We planned a day exploring around Key West. But there was no strict itinerary – we’d just cycle in to town proper and let the day pretty much unfold itself. There were only a few things I wanted to see since my last time here, and otherwise it was a day unplanned.
Our first stop was at around 10:30am or so when we checked out the Green Parrot Bar on Whitehead Street. A fellow photographer and motorcycle enthusiast from home, my friend Dave, had asked me to stop in at the Green Parrot to say hi to the manager there, John. He and John had hung around together in the early ‘70’s and were buddies. On my Miami-to-Key West-and-Back bicycle trip of nine years ago I had done the same thing for Dave.

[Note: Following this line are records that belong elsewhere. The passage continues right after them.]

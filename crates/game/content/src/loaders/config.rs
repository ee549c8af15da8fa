//! Game configuration loader.

use std::path::Path;

use menu_core::GameConfig;

use crate::loaders::{LoadResult, read_file};

/// Loader for game configuration from TOML files.
pub struct ConfigLoader;

impl ConfigLoader {
    /// Load config data from a TOML file. Missing keys take their defaults.
    pub fn load(path: &Path) -> LoadResult<GameConfig> {
        Self::parse(&read_file(path)?)
    }

    pub fn parse(content: &str) -> LoadResult<GameConfig> {
        let config: GameConfig = toml::from_str(content)
            .map_err(|e| anyhow::anyhow!("Failed to parse config TOML: {}", e))?;

        if config.progression_factor == 0 {
            tracing::warn!("progression_factor 0 is clamped to 1");
        }

        Ok(config)
    }
}

#[cfg(test)]
mod tests {
    use super::*;

    #[test]
    fn partial_config_keeps_defaults() {
        let config = ConfigLoader::parse("unequip_duplicate_gear_type = true\n").unwrap();
        assert!(config.unequip_duplicate_gear_type);
        assert_eq!(
            config.progression_factor,
            GameConfig::DEFAULT_PROGRESSION_FACTOR
        );
    }

    #[test]
    fn malformed_config_is_an_error() {
        assert!(ConfigLoader::parse("progression_factor = \"ten\"").is_err());
    }
}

John wasn’t there at this part of the morning but we decided to come back around 6pm when he would be there. In the bar at this time, among other varied and assorted characters, was a middle-aged amiable fellow (aren’t most all that way in bars?) who began asking about our gear and then the trip itself. Turned out this red-cheeked guy was with the lady next to him (not his wife), and he proudly announced that his wife lived in California and that he saw her only once a year, and that way things really worked out GREAT that way!
We left the bike in various spots as we walked around several times during the course of the day. I constantly reminded May and myself to be careful of the scalding pipes. But sometimes, because of the boiling sun on the black material, the SEAT would be piping hot!!!
Around 11:20am we went to the Hemingway home where we met Loren, who would be our guide through the little tour of the famous house.
Loren was a character in his own right. After I said we had a complimentary ticket (another two-for-one from a Florida Welcome Center pamphlet), he said, “Well, I’d like to compliment you.” I replied that it probably wasn’t the first time he’d said that!
Loren and I got into an extensive conversation and he related to me how he’d traveled the country a lot on a motorcycle and that he had a quarter of a million miles to his credit. He had ridden a 650 BMW shortframe for many many years. He was proud that he had been the second person in the Midwest to reach 100,000 miles!
I told bewhiskered Loren of my thinking about getting a Gold Wing. He said with a twinkly laugh that he had ridden a friend’s Gold Wing once, and that, “You can set it at 80, and do a square dance on the seat!” Loren had a good way with words and had a friendly laugh with his turn of a phrase.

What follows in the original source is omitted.